▶ [Dataset entries]:
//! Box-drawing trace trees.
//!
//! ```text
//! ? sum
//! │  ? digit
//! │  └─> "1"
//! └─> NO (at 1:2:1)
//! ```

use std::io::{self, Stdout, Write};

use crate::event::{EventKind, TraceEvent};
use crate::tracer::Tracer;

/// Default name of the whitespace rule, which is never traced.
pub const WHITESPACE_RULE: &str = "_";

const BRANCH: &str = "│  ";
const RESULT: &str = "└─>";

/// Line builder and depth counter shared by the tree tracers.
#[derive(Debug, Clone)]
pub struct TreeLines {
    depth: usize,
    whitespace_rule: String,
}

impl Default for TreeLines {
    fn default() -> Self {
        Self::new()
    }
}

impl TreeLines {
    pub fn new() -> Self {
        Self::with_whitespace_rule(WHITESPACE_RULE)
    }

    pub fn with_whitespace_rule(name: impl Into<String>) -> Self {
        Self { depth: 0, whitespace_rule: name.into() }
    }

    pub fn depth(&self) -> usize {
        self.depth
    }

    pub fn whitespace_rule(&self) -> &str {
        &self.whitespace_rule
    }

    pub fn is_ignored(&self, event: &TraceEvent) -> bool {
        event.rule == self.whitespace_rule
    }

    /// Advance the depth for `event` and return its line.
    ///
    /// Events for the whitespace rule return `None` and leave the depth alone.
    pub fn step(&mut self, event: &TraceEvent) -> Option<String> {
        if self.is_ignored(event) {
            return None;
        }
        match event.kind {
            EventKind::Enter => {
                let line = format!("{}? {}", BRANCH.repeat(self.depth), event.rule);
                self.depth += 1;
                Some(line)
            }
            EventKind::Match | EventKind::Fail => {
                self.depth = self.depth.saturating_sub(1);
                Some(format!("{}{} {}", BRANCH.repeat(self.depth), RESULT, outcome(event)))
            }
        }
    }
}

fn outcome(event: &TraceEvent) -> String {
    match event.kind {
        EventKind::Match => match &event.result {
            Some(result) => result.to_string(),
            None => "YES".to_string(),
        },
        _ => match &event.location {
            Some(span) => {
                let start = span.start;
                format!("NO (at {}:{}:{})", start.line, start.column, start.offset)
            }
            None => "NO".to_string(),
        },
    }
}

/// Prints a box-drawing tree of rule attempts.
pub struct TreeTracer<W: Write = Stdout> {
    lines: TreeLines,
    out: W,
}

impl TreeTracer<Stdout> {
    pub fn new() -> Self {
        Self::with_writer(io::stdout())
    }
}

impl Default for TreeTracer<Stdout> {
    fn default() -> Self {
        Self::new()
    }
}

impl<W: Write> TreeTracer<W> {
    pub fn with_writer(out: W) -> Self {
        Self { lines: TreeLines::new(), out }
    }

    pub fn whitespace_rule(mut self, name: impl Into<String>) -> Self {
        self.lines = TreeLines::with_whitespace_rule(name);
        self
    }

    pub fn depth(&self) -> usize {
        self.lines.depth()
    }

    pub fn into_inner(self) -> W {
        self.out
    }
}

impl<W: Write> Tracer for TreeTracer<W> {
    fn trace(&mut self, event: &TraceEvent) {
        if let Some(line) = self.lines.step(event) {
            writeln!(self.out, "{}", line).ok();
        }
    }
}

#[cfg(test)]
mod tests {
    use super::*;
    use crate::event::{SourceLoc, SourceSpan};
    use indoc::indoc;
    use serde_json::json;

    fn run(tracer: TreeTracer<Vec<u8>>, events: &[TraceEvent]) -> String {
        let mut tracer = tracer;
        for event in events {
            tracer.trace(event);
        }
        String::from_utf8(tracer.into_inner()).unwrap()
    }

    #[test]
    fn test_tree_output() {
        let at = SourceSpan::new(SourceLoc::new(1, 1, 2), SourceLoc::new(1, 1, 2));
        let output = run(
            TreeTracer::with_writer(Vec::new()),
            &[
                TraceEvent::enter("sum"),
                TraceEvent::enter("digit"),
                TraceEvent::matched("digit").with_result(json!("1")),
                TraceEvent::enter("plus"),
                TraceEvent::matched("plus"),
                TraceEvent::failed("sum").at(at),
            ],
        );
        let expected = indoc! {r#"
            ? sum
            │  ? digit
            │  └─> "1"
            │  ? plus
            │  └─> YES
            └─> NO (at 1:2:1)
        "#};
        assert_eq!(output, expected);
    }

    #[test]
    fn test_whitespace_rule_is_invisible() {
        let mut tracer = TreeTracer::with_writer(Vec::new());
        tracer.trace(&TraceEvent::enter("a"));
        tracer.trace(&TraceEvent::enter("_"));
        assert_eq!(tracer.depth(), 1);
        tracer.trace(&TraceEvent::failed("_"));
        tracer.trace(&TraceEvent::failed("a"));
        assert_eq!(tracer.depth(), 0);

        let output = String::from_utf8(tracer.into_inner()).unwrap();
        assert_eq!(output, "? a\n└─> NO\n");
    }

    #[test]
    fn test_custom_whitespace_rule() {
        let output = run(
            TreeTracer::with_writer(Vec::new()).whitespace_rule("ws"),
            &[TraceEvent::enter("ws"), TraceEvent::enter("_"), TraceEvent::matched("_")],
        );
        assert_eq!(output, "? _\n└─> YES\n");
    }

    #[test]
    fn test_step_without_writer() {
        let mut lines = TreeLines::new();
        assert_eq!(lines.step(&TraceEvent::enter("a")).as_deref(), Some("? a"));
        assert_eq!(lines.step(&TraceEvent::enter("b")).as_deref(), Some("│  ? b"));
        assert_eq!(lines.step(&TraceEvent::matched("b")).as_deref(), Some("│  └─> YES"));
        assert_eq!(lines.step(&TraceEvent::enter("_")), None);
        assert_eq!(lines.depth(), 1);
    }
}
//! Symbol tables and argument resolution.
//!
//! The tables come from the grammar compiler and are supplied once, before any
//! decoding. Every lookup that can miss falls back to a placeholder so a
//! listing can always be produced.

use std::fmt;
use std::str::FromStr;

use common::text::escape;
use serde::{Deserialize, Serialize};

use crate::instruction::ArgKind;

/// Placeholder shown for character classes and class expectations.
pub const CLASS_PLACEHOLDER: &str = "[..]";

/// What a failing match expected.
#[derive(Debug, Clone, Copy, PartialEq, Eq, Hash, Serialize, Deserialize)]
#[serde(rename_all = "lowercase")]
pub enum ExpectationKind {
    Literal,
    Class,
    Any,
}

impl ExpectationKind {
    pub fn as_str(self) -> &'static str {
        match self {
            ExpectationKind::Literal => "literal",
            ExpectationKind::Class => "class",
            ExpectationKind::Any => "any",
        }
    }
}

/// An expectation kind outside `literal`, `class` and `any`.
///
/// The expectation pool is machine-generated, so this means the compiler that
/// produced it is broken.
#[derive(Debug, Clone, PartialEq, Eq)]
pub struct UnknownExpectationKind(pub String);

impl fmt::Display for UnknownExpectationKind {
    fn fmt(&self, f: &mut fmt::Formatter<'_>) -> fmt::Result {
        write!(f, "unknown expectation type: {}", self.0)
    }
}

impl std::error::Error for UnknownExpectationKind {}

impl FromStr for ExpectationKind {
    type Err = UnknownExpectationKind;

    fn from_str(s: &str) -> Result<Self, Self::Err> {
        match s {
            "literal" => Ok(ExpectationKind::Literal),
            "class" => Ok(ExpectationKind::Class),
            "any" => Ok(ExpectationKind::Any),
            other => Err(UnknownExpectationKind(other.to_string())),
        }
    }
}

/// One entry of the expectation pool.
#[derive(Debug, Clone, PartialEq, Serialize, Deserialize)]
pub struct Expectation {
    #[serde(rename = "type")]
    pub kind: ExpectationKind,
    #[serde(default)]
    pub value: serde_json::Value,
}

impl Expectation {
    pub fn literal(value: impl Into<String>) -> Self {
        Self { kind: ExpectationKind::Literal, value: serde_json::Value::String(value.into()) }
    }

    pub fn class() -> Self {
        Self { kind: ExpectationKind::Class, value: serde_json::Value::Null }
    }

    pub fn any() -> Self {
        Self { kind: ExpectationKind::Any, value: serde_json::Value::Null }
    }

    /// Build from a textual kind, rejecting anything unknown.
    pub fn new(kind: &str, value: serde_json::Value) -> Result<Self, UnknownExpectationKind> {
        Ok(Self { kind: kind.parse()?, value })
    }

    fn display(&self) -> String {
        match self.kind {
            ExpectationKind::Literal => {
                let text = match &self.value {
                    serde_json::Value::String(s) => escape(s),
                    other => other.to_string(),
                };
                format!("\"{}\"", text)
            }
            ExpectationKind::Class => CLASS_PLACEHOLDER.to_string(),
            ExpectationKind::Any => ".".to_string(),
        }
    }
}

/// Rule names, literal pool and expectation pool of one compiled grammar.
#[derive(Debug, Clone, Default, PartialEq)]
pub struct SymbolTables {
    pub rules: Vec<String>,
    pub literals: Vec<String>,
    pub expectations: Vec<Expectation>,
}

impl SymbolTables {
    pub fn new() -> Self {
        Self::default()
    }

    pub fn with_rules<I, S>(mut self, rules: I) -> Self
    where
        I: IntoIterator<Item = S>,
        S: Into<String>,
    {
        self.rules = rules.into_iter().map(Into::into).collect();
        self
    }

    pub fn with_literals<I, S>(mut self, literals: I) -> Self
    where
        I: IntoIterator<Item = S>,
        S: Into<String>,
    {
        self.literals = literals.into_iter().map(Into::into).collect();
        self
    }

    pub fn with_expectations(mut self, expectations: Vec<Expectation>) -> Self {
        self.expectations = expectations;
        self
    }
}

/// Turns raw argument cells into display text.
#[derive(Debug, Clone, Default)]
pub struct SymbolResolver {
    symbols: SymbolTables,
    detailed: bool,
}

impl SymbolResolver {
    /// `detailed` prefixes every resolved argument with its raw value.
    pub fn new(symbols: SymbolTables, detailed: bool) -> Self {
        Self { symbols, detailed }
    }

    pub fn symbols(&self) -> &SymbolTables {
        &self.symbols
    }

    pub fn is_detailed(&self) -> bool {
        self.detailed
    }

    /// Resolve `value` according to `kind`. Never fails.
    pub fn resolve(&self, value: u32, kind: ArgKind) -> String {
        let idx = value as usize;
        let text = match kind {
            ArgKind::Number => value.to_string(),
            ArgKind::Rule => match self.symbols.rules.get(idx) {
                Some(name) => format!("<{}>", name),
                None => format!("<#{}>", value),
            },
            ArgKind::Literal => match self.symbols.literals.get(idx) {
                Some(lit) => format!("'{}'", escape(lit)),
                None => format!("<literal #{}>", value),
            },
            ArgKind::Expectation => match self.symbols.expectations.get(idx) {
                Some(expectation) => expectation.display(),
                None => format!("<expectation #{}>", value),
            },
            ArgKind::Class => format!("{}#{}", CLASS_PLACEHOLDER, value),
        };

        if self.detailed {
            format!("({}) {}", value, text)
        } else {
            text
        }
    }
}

---

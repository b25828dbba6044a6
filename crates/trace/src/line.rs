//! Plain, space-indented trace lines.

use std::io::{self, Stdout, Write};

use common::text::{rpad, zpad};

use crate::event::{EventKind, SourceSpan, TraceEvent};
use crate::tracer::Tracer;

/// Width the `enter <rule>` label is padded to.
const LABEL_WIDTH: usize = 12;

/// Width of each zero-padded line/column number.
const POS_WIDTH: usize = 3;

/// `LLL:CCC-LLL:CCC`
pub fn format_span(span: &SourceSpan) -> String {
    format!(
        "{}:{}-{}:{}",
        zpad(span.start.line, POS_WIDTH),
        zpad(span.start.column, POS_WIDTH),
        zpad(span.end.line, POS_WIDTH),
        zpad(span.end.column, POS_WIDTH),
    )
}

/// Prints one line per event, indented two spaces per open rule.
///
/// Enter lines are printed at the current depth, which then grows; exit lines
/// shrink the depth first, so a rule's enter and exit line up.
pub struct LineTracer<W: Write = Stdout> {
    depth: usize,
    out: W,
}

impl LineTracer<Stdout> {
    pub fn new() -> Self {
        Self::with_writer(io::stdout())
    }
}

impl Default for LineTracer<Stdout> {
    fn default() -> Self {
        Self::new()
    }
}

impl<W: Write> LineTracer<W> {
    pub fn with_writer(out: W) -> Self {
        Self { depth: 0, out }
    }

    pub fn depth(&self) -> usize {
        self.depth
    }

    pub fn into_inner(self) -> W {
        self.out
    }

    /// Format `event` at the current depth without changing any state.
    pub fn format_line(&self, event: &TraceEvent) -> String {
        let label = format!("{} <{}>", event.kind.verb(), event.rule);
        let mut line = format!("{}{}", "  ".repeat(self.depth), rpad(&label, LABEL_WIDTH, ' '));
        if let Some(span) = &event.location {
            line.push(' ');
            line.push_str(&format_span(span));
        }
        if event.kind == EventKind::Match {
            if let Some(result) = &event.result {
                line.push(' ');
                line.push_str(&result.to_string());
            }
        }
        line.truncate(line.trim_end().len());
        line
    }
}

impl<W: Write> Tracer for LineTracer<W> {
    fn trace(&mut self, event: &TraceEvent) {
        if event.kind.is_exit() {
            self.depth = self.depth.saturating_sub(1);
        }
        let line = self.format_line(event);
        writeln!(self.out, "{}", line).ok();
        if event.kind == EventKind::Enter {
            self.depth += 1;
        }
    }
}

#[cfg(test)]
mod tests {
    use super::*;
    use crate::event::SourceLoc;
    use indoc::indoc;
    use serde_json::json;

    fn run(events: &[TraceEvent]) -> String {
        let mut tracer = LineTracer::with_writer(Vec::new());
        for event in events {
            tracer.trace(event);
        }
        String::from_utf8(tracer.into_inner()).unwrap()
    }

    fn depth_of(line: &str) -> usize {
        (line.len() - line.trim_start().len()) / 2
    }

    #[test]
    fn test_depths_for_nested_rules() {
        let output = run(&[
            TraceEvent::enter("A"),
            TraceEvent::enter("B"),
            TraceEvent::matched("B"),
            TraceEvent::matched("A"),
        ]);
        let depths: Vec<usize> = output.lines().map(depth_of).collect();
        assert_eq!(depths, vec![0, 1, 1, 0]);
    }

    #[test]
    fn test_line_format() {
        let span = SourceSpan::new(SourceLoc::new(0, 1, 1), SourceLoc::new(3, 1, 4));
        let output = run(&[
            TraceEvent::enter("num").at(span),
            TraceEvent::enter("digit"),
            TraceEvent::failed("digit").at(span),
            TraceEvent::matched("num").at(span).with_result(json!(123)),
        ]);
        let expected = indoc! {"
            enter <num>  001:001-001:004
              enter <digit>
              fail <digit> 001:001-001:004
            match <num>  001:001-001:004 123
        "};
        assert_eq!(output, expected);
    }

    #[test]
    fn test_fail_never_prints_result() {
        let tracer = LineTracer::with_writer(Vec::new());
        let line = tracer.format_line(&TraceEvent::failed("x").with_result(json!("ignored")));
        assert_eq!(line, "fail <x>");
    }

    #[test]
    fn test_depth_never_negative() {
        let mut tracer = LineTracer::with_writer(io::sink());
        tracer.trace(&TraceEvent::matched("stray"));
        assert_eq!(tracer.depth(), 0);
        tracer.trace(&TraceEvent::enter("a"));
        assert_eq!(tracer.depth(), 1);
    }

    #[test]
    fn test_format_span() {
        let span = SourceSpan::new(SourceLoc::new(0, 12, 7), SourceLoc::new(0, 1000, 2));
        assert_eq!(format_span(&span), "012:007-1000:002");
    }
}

▶ [WORK TO COMPLETE]: Give the number of lines in the records above in which the word "Deserialize" appears. Include no other text.

▶ [SOLVED EXERCISE]: 3